There is a quiet, expensive war being fought in thousands of industrial labs. On one side is the old guard: materials scientists and chemical engineers who have spent careers developing new polymers, battery cathodes, or industrial coatings through intuition, trial, and error. On the other side is a stack of disconnected spreadsheets, proprietary databases, and decades of published but unsearchable papers. The cost of winning, or losing, is measured in years of development time and billions in potential revenue.
Citrine Informatics has spent the last eleven years building a platform to end that war by turning materials R&D into a data science. The Redwood City company sells an enterprise AI suite that ingests a lab's internal test data, patents, research papers, and supplier specs, then uses machine learning to predict how new material formulations will behave. It is a bet that the slow, artisanal process of inventing new physical stuff can be systematized.
The data refinery for physical things
At its core, Citrine is selling a data refinery. Its platform, built around products called DataManager, VirtualLab, and Catalyst, acts as a unified repository for the chaotic information streams of industrial R&D [Citrine Informatics]. DataManager records and displays processing parameters and measured outcomes. VirtualLab applies machine learning to that data to propose new material candidates or optimize existing ones. Catalyst, a newer addition, is a private digital assistant that uses large language models to search and synthesize knowledge from journal papers and internal documents [Citrine Informatics].

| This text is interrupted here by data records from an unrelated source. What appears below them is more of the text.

use std::collections::BTreeSet;

use chrono::{Duration, NaiveDateTime};

use crate::utils::date::weekday_index;

/// Longest single-day scan before falling back to the plain weekly cadence.
const SCAN_DAYS: u32 = 7;

/// Next weekly cursor.
///
/// Without a day set this is `interval` weeks ahead. With one, the next seven
/// days are scanned for a listed weekday; if none matches, the cursor jumps
/// `interval` weeks past the scanned position so a malformed set still
/// advances.
pub(super) fn next(
    cursor: NaiveDateTime,
    interval: u32,
    days: Option<&BTreeSet<u8>>,
) -> Option<NaiveDateTime> {
    let weeks = Duration::weeks(i64::from(interval));

    let Some(days) = days else {
        return cursor.checked_add_signed(weeks);
    };

    let mut candidate = cursor;
    for _ in 0..SCAN_DAYS {
        candidate = candidate.checked_add_signed(Duration::days(1))?;
        if days.contains(&weekday_index(candidate.date())) {
            return Some(candidate);
        }
    }

    candidate.checked_add_signed(weeks)
}

#[cfg(test)]
mod tests {
    use super::*;
    use chrono::NaiveDate;

    fn at(d: u32) -> NaiveDateTime {
        NaiveDate::from_ymd_opt(2024, 1, d)
            .unwrap()
            .and_hms_opt(9, 0, 0)
            .unwrap()
    }

    #[test]
    fn test_plain_weekly() {
        assert_eq!(next(at(1), 1, None), Some(at(8)));
        assert_eq!(next(at(1), 2, None), Some(at(15)));
    }

    #[test]
    fn test_scans_to_next_listed_day() {
        let days: BTreeSet<u8> = [1, 3, 5].into_iter().collect();
        // Mon 1st -> Wed 3rd -> Fri 5th -> Mon 8th
        assert_eq!(next(at(1), 1, Some(&days)), Some(at(3)));
        assert_eq!(next(at(3), 1, Some(&days)), Some(at(5)));
        assert_eq!(next(at(5), 1, Some(&days)), Some(at(8)));
    }

    #[test]
    fn test_single_day_wraps_a_full_week() {
        let days: BTreeSet<u8> = [1].into_iter().collect();
        assert_eq!(next(at(1), 1, Some(&days)), Some(at(8)));
    }

    #[test]
    fn test_unreachable_days_fall_back_to_interval() {
        let days: BTreeSet<u8> = [9].into_iter().collect();
        // seven scanned days, then one more week
        assert_eq!(next(at(1), 1, Some(&days)), Some(at(15)));
    }
}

A bet on the industrial slow lane
Citrine's bet is fundamentally a timing one. Founded in 2013, the company predates the current generative AI boom by nearly a decade. It has raised an estimated $78.7 million over nine rounds from investors including Innovation Endeavors, Prelude Ventures, and Next47, with the most recent a $2.6 million Series C3 in February 2025 [Tracxn, PitchBook].
Citrine is not chasing tech startups. Its wedge is the massive, established chemical, coatings, battery, and consumer products companies where R&D budgets are large but processes are often sclerotic. Panasonic has used the platform to save time and grow intellectual property in materials development [Citrine Informatics]. German chemical giant Lanxess is launching a pilot project with Citrine to develop new materials more efficiently [Citrine Informatics]. Another partnership with Econic Technologies aims to accelerate development of CO₂-based materials [Citrine Informatics].
The team built to speak two languages
Building for this market requires fluency in both machine learning and materials science. The founding team appears structured to bridge that gap. CEO Gregory Mulholland and Chief Strategy Officer Bryce Meredig are both graduates of the Stanford Graduate School of Business and founded the company in 2013 [Crunchbase]. Co-founder Kyle Michel served as CTO, bringing the technical depth [Tracxn]. The company now lists 68 employees.
Where the model meets the molecule
The most credible risk for Citrine isn't technological overreach, but commercial friction. The platform's value is inextricably linked to the quality and quantity of data a customer feeds it. Citrine's answer seems to be a focus on specific, high-value use cases where the ROI is blindingly obvious. The recent $3.1 million award from the U.S. Department of Energy to develop data-driven methods for nuclear waste storage materials is a case in point.
The next twelve months of proof
For a company founded in 2013, the next phase is about transitioning from promising pioneer to scaled enterprise. The key milestones to watch are not technological, but commercial. The conversion of pilots like Lanxess into enterprise-wide deployments would be a powerful signal. Landing a first major contract with an automotive OEM or a top-tier battery manufacturer would validate the platform in the most demanding supply chains.